*Action item*:
Using the data below, output the first line and every line after it up to and including the line containing "use crate::errors::Result;", exactly as written and with nothing added.

*Record extracts*:
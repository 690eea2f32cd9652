//! # Error Handling
//!
//! `DbError` is the single error type of the crate. Every variant maps onto a
//! closed [`ErrorCategory`], which is what travels across the plugin boundary.

pub mod tls;
pub mod types;

pub use tls::TlsError;
pub use types::{DbError, ErrorCategory, Result, WireError};
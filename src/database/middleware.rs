//! Metrics around any backend.

use std::future::Future;
use std::time::Instant;

use async_trait::async_trait;
use chrono::{DateTime, Utc};

use super::{ConnectionDetails, Credential, DatabaseBackend, Statements, UsernameConfig};
use crate::errors::Result;
use crate::observability::MetricsRecorder;

/// Records a counter and a latency histogram for every lifecycle call, then
/// hands back the inner result untouched.
pub struct MetricsMiddleware {
    inner: Box<dyn DatabaseBackend>,
    family: String,
    recorder: MetricsRecorder,
}

impl MetricsMiddleware {
    pub fn new(inner: Box<dyn DatabaseBackend>, recorder: MetricsRecorder) -> Self {
        let family = inner.backend_type().to_string();
        Self {
            inner,
            family,
            recorder,
        }
    }

    async fn observe<T, F>(&self, operation: &str, call: F) -> Result<T>
    where
        F: Future<Output = Result<T>>,
    {
        let started = Instant::now();
        let result = call.await;
        let status = match &result {
            Ok(_) => "success",
            Err(e) => e.category().as_str(),
        };
        self.recorder
            .record_backend_operation(&self.family, operation, status, started.elapsed());
        result
    }
}

#[async_trait]
impl DatabaseBackend for MetricsMiddleware {
    fn backend_type(&self) -> &str {
        self.inner.backend_type()
    }

    async fn initialize(&self, details: &ConnectionDetails, verify_connection: bool) -> Result<()> {
        self.observe("initialize", self.inner.initialize(details, verify_connection))
            .await
    }

    async fn create_user(
        &self,
        statements: &Statements,
        username_config: &UsernameConfig,
        expiration: DateTime<Utc>,
    ) -> Result<Credential> {
        self.observe(
            "create_user",
            self.inner.create_user(statements, username_config, expiration),
        )
        .await
    }

    async fn renew_user(
        &self,
        statements: &Statements,
        username: &str,
        expiration: DateTime<Utc>,
    ) -> Result<()> {
        self.observe("renew_user", self.inner.renew_user(statements, username, expiration))
            .await
    }

    async fn revoke_user(&self, statements: &Statements, username: &str) -> Result<()> {
        self.observe("revoke_user", self.inner.revoke_user(statements, username))
            .await
    }

    async fn close(&self) -> Result<()> {
        self.observe("close", self.inner.close()).await
    }
}
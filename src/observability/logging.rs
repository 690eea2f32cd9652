//! # Structured Logging
//!
//! Span macros for plugin and backend operations, and subscriber setup.
//!
//! Logs always go to stderr. A plugin's stdout carries the handshake line, and
//! the launcher forwards plugin stderr into its own `tracing` output.

use tracing_subscriber::{layer::SubscriberExt, util::SubscriberInitExt, EnvFilter};

use crate::config::ObservabilityConfig;

/// Create a tracing span for a call across the plugin boundary.
///
/// ```rust,ignore
/// let span = plugin_span!("create_user", "/usr/lib/plugins/db");
/// let span = plugin_span!("create_user", "/usr/lib/plugins/db", protocol = "grpc");
/// ```
#[macro_export]
macro_rules! plugin_span {
    ($operation:expr, $plugin:expr) => {
        tracing::debug_span!(
            "plugin_call",
            operation = %$operation,
            plugin = %$plugin,
            operation_id = %uuid::Uuid::new_v4()
        )
    };
    ($operation:expr, $plugin:expr, $($field:tt)*) => {
        tracing::debug_span!(
            "plugin_call",
            operation = %$operation,
            plugin = %$plugin,
            operation_id = %uuid::Uuid::new_v4(),
            $($field)*
        )
    };
}

/// Create a tracing span for backend operations.
///
/// ```rust,ignore
/// let span = db_span!("revoke_user", family = "postgres");
/// ```
#[macro_export]
macro_rules! db_span {
    ($operation:expr) => {
        tracing::debug_span!(
            "db_operation",
            operation = %$operation,
            operation_id = %uuid::Uuid::new_v4()
        )
    };
    ($operation:expr, $($field:tt)*) => {
        tracing::debug_span!(
            "db_operation",
            operation = %$operation,
            operation_id = %uuid::Uuid::new_v4(),
            $($field)*
        )
    };
}

/// Install the global subscriber.
///
/// `RUST_LOG` takes precedence over the configured level. Returns `false` when
/// a subscriber was already installed, which is not an error.
pub fn init_logging(config: &ObservabilityConfig) -> bool {
    let env_filter = EnvFilter::try_from_default_env()
        .unwrap_or_else(|_| EnvFilter::new(config.log_level.clone()));

    let result = if config.json_logging {
        tracing_subscriber::registry()
            .with(env_filter)
            .with(
                tracing_subscriber::fmt::layer()
                    .json()
                    .with_current_span(true)
                    .with_writer(std::io::stderr),
            )
            .try_init()
    } else {
        tracing_subscriber::registry()
            .with(env_filter)
            .with(
                tracing_subscriber::fmt::layer()
                    .with_level(true)
                    .with_target(false)
                    .with_writer(std::io::stderr),
            )
            .try_init()
    };

    result.is_ok()
}

#[cfg(test)]
mod tests {
    use super::*;

    #[test]
    fn test_macros_compile() {
        let _span = plugin_span!("initialize", "/tmp/plugin");
        let _span = plugin_span!("initialize", "/tmp/plugin", protocol = "netrpc");
        let _span = db_span!("create_user");
        let _span = db_span!("create_user", family = "postgres");
    }

    #[test]
    fn test_init_logging_is_repeatable() {
        let config = ObservabilityConfig::default();
        init_logging(&config);
        // A second install finds the subscriber in place and reports it.
        assert!(!init_logging(&config));
    }
}
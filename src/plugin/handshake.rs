//! The single stdout line a plugin prints once it is listening.

use std::fmt;
use std::net::SocketAddr;

use super::{WireProtocol, APP_VERSION, CORE_VERSION};
use crate::errors::{DbError, Result};

/// `CORE_VERSION|APP_VERSION|tcp|ADDR|PROTOCOL`
#[derive(Debug, Clone, Copy, PartialEq, Eq)]
pub struct Handshake {
    pub addr: SocketAddr,
    pub protocol: WireProtocol,
}

impl Handshake {
    pub fn new(addr: SocketAddr, protocol: WireProtocol) -> Self {
        Self { addr, protocol }
    }

    pub fn parse(line: &str) -> Result<Self> {
        let line = line.trim();
        let parts: Vec<&str> = line.split('|').collect();
        if parts.len() != 5 {
            return Err(DbError::transport(format!(
                "malformed plugin handshake '{}': expected 5 fields",
                line
            )));
        }

        let core: u32 = parts[0]
            .parse()
            .map_err(|_| DbError::transport(format!("invalid core version '{}'", parts[0])))?;
        if core != CORE_VERSION {
            return Err(DbError::transport(format!(
                "unsupported core protocol version {} (expected {})",
                core, CORE_VERSION
            )));
        }

        let app: u32 = parts[1]
            .parse()
            .map_err(|_| DbError::transport(format!("invalid app version '{}'", parts[1])))?;
        if app != APP_VERSION {
            return Err(DbError::transport(format!(
                "unsupported plugin protocol version {} (expected {})",
                app, APP_VERSION
            )));
        }

        if parts[2] != "tcp" {
            return Err(DbError::transport(format!("unsupported network type '{}'", parts[2])));
        }

        let addr: SocketAddr = parts[3]
            .parse()
            .map_err(|_| DbError::transport(format!("invalid plugin address '{}'", parts[3])))?;
        if !addr.ip().is_loopback() {
            return Err(DbError::transport(format!(
                "plugin address {} is not a loopback address",
                addr
            )));
        }

        let protocol = parts[4].parse::<WireProtocol>().map_err(DbError::transport)?;

        Ok(Self { addr, protocol })
    }
}

impl fmt::Display for Handshake {
    fn fmt(&self, f: &mut fmt::Formatter<'_>) -> fmt::Result {
        write!(
            f,
            "{}|{}|tcp|{}|{}",
            CORE_VERSION, APP_VERSION, self.addr, self.protocol
        )
    }
}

*Response*:
repository 690eea2f32cd9652
//! # Error Handling
//!
//! `DbError` is the single error type of the crate. Every variant maps onto a
//! closed [`ErrorCategory`], which is what travels across the plugin boundary.

pub mod tls;
pub mod types;

pub use tls::TlsError;
pub use types::{DbError, ErrorCategory, Result, WireError};
filename src/database/middleware.rs
//! Metrics around any backend.

use std::future::Future;
use std::time::Instant;

use async_trait::async_trait;
use chrono::{DateTime, Utc};

use super::{ConnectionDetails, Credential, DatabaseBackend, Statements, UsernameConfig};
use crate::errors::Result;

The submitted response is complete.